Doctor Rowan Williams is one of those men all but impossible to take seriously, for the simple reason that it's all but impossible to believe he's not play-acting a role he secretly finds ridiculous. Like the bishops in the P.G. Wodehouse stories, he speaks in a sonorous phraseology four percent more grand than the occasion requires. Unlike the Wodehouse bishops, Williams conveys an eerie sense of detachment in his pronouncements: his mind always seems to be elsewhere. Kendall Harmon posts an article detailing Williams's address to the Anglican Global South conference in Egypt:

Following the lecture, Dr Williams answered questions from the conference on a number of areas. On sexuality, he affirmed that the church had not been persuaded of the acceptability of same sex unions. These questions, though, would not go away.

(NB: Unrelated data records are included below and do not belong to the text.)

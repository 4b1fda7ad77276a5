//! Pre-trade gate combining the loss pause and the size throttle.

use rust_decimal::Decimal;
use std::fmt;
use std::sync::Arc;
use tracing::info;

use crate::config::Config;
use crate::storage::{KeyValueStore, StorageError};

use super::loss_tracker::{ConsecutiveLossTracker, LossStats, LossTrackerSettings};
use super::throttle::{PositionThrottle, ThrottleSettings, ThrottleStatus};

/// Outcome of a closed trade.
#[derive(Debug, Clone, Copy, PartialEq, Eq)]
pub enum TradeOutcome {
    Win,
    Loss,
}

impl fmt::Display for TradeOutcome {
    fn fmt(&self, f: &mut fmt::Formatter<'_>) -> fmt::Result {
        match self {
            TradeOutcome::Win => write!(f, "win"),
            TradeOutcome::Loss => write!(f, "loss"),
        }
    }
}

/// Answer to "may this identity trade, and how much?".
#[derive(Debug, Clone, PartialEq)]
pub struct GuardDecision {
    pub allowed: bool,
    /// Throttled size; zero when not allowed.
    pub size: Decimal,
    pub multiplier: Decimal,
    /// Pause, warning or reduction notice; empty when nothing applies.
    pub message: String,
}

#[derive(Debug, Clone, PartialEq)]
pub struct GuardStatus {
    pub losses: LossStats,
    pub throttle: ThrottleStatus,
}

/// TradeGuard feeds the tracker's counter into the throttle so both always
/// agree on the loss streak.
pub struct TradeGuard {
    tracker: ConsecutiveLossTracker,
    throttle: PositionThrottle,
}

impl TradeGuard {
    pub fn new(tracker: ConsecutiveLossTracker, throttle: PositionThrottle) -> Self {
        Self { tracker, throttle }
    }

    /// Builds both components over one store from the loaded configuration.
    pub fn from_config(store: Arc<dyn KeyValueStore>, config: &Config) -> Self {
        let tracker = ConsecutiveLossTracker::new(
            Arc::clone(&store),
            LossTrackerSettings::from_config(config.loss_tracker.as_ref()),
        );
        let throttle =
            PositionThrottle::new(store, ThrottleSettings::from_config(config.throttle.as_ref()));
        Self::new(tracker, throttle)
    }

    pub fn tracker(&self) -> &ConsecutiveLossTracker {
        &self.tracker
    }

    pub fn throttle(&self) -> &PositionThrottle {
        &self.throttle
    }

    /// Checks the pause and sizes the requested position.
    pub async fn check(&self, id: &str, size: Decimal) -> Result<GuardDecision, StorageError> {
        let (allowed, pause_message) = self.tracker.can_trade(id).await?;
        let multiplier = self.throttle.get_throttle_multiplier(id).await?;

        if !allowed {
            return Ok(GuardDecision {
                allowed,
                size: Decimal::ZERO,
                multiplier,
                message: pause_message,
            });
        }

        let adjusted = size * multiplier;
        let mut messages = Vec::new();
        if !pause_message.is_empty() {
            messages.push(pause_message);
        }
        if adjusted < size {
            messages.push(format!(
                "size throttled to {}% ({} -> {})",
                (multiplier * Decimal::ONE_HUNDRED).round_dp(2).normalize(),
                size,
                adjusted.normalize()
            ));
        }

        Ok(GuardDecision {
            allowed,
            size: adjusted,
            multiplier,
            message: messages.join("; "),
        })
    }

    /// Records a closed trade in both components.
    pub async fn record_outcome(
        &self,
        id: &str,
        outcome: TradeOutcome,
    ) -> Result<GuardStatus, StorageError> {
        match outcome {
            TradeOutcome::Win => {
                self.tracker.record_win(id).await?;
                self.throttle.record_win(id).await?;
            }
            TradeOutcome::Loss => {
                let losses = self.tracker.record_loss(id).await?;
                self.throttle.record_loss(id, losses).await?;
            }
        }

        let status = self.status(id).await?;
        info!(
            identity = %id,
            outcome = %outcome,
            losses = status.losses.consecutive_losses,
            multiplier = %status.throttle.multiplier,
            "Trade outcome recorded"
        );
        Ok(status)
    }

    pub async fn status(&self, id: &str) -> Result<GuardStatus, StorageError> {
        Ok(GuardStatus {
            losses: self.tracker.get_stats(id).await?,
            throttle: self.throttle.get_status(id).await?,
        })
    }

    /// Clears the streak, the pause and the throttle.
    pub async fn reset(&self, id: &str) -> Result<(), StorageError> {
        self.tracker.reset(id).await?;
        self.throttle.reset(id).await
    }
}

#[cfg(test)]
mod tests {
    use super::*;
    use crate::storage::MemoryStore;
    use rust_decimal_macros::dec;

    fn guard() -> TradeGuard {
        let store: Arc<dyn KeyValueStore> = Arc::new(MemoryStore::new());
        TradeGuard::new(
            ConsecutiveLossTracker::new(Arc::clone(&store), LossTrackerSettings::default()),
            PositionThrottle::new(store, ThrottleSettings::default()),
        )
    }

    #[tokio::test]
    async fn test_clean_identity_full_size() {
        let guard = guard();
        let decision = guard.check("acct", dec!(100)).await.unwrap();
        assert_eq!(
            decision,
            GuardDecision {
                allowed: true,
                size: dec!(100),
                multiplier: Decimal::ONE,
                message: String::new(),
            }
        );
    }

    #[tokio::test]
    async fn test_losses_shrink_then_pause() {
        let guard = guard();

        guard.record_outcome("acct", TradeOutcome::Loss).await.unwrap();
        let decision = guard.check("acct", dec!(1000)).await.unwrap();
        assert!(decision.allowed);
        assert_eq!(decision.size, dec!(700));
        assert!(decision.message.contains("warning"));
        assert!(decision.message.contains("throttled"));

        guard.record_outcome("acct", TradeOutcome::Loss).await.unwrap();
        let status = guard.record_outcome("acct", TradeOutcome::Loss).await.unwrap();
        assert_eq!(status.losses.consecutive_losses, 3);
        assert!(status.losses.is_paused);
        assert_eq!(status.throttle.multiplier, dec!(0.343));
        assert_eq!(status.throttle.effective_losses, 3);

        let decision = guard.check("acct", dec!(1000)).await.unwrap();
        assert!(!decision.allowed);
        assert_eq!(decision.size, Decimal::ZERO);
        assert!(decision.message.contains("paused"));
    }

    #[tokio::test]
    async fn test_win_lifts_pause_and_recovers_gradually() {
        let guard = guard();
        for _ in 0..3 {
            guard.record_outcome("acct", TradeOutcome::Loss).await.unwrap();
        }

        let status = guard.record_outcome("acct", TradeOutcome::Win).await.unwrap();
        assert_eq!(status.losses.consecutive_losses, 0);
        assert!(!status.losses.is_paused);
        assert_eq!(status.throttle.multiplier, dec!(0.5145));

        let decision = guard.check("acct", dec!(1000)).await.unwrap();
        assert!(decision.allowed);
        assert_eq!(decision.size, dec!(514.5));
    }

    #[tokio::test]
    async fn test_reset_clears_everything() {
        let guard = guard();
        for _ in 0..3 {
            guard.record_outcome("acct", TradeOutcome::Loss).await.unwrap();
        }

        guard.reset("acct").await.unwrap();

        let status = guard.status("acct").await.unwrap();
        assert_eq!(status.losses.consecutive_losses, 0);
        assert!(!status.losses.is_paused);
        assert!(!status.throttle.is_throttled);
        assert_eq!(
            guard.throttle().get_throttle_multiplier("acct").await.unwrap(),
            Decimal::ONE
        );
    }

    #[tokio::test]
    async fn test_from_config() {
        let config = Config::from_yaml(
            r#"
app:
  name: "guard-test"
loss_tracker:
  max_consecutive_losses: 2
throttle:
  reduction_factor: "0.5"
"#,
        )
        .unwrap();
        let guard = TradeGuard::from_config(Arc::new(MemoryStore::new()), &config);

        assert_eq!(guard.tracker().settings().max_consecutive_losses, 2);
        assert_eq!(guard.throttle().settings().reduction_factor, dec!(0.5));

        guard.record_outcome("acct", TradeOutcome::Loss).await.unwrap();
        let status = guard.record_outcome("acct", TradeOutcome::Loss).await.unwrap();
        assert!(status.losses.is_paused);
        assert_eq!(status.throttle.multiplier, dec!(0.25));
    }

    #[tokio::test]
    async fn test_state_survives_sqlite_reopen() {
        use crate::storage::{SqliteStore, SqliteStoreConfig};

        let dir = tempfile::tempdir().unwrap();
        let sqlite_config = SqliteStoreConfig {
            path: dir.path().join("guard.db").to_string_lossy().into_owned(),
            max_connections: 1,
        };
        let config = Config::from_yaml("app:\n  name: guard\n").unwrap();

        let store = Arc::new(SqliteStore::new(sqlite_config.clone()).await.unwrap());
        let guard = TradeGuard::from_config(store.clone(), &config);
        guard.record_outcome("acct", TradeOutcome::Loss).await.unwrap();
        guard.record_outcome("acct", TradeOutcome::Loss).await.unwrap();
        store.close().await.unwrap();

        let store = Arc::new(SqliteStore::new(sqlite_config).await.unwrap());
        let guard = TradeGuard::from_config(store, &config);
        let status = guard.status("acct").await.unwrap();
        assert_eq!(status.losses.consecutive_losses, 2);
        assert_eq!(status.throttle.multiplier, dec!(0.49));
    }
}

See what I mean? You'd think Williams were declaiming to Bertie Wooster the decisions of the Vestry Refreshments Committee: "The chairman affirmed that the church had not been persuaded of the advisability of serving spiced cider after Evensong, or of the acceptability of same sex unions ..."

You can detect something of the kind operating in secular contexts. Take your local college. The Dean of the School of Communications, say, might spend his time negotiating salaries and re-ordering toner cartridges for the photocopiers. Then once a year he finds himself dressed in a mortarboard and gown on a dais and it dawns on him that he has to act the part of the academic -- quidquid recipitur and all that. Yet those Oxbridge church history dons who became bishops when they weren't paying attention are in a predicament with almost daily vexations, and avenge their annoyance by bringing an air of Gilbert & Sullivan farce to aspects of the business they find tedious or embarrassing.

For Doctor Williams, poor man, nearly the whole of his job has become tedious and embarrassing, given the issues over which the Anglican communion is currently delaminating. He's a Wodehouse bishop transported into the middle of an evangelical tract, where he makes the unsettling discovery that the old, elegant evasions no longer work their soothing magic. Small wonder if he's seldom at his ease.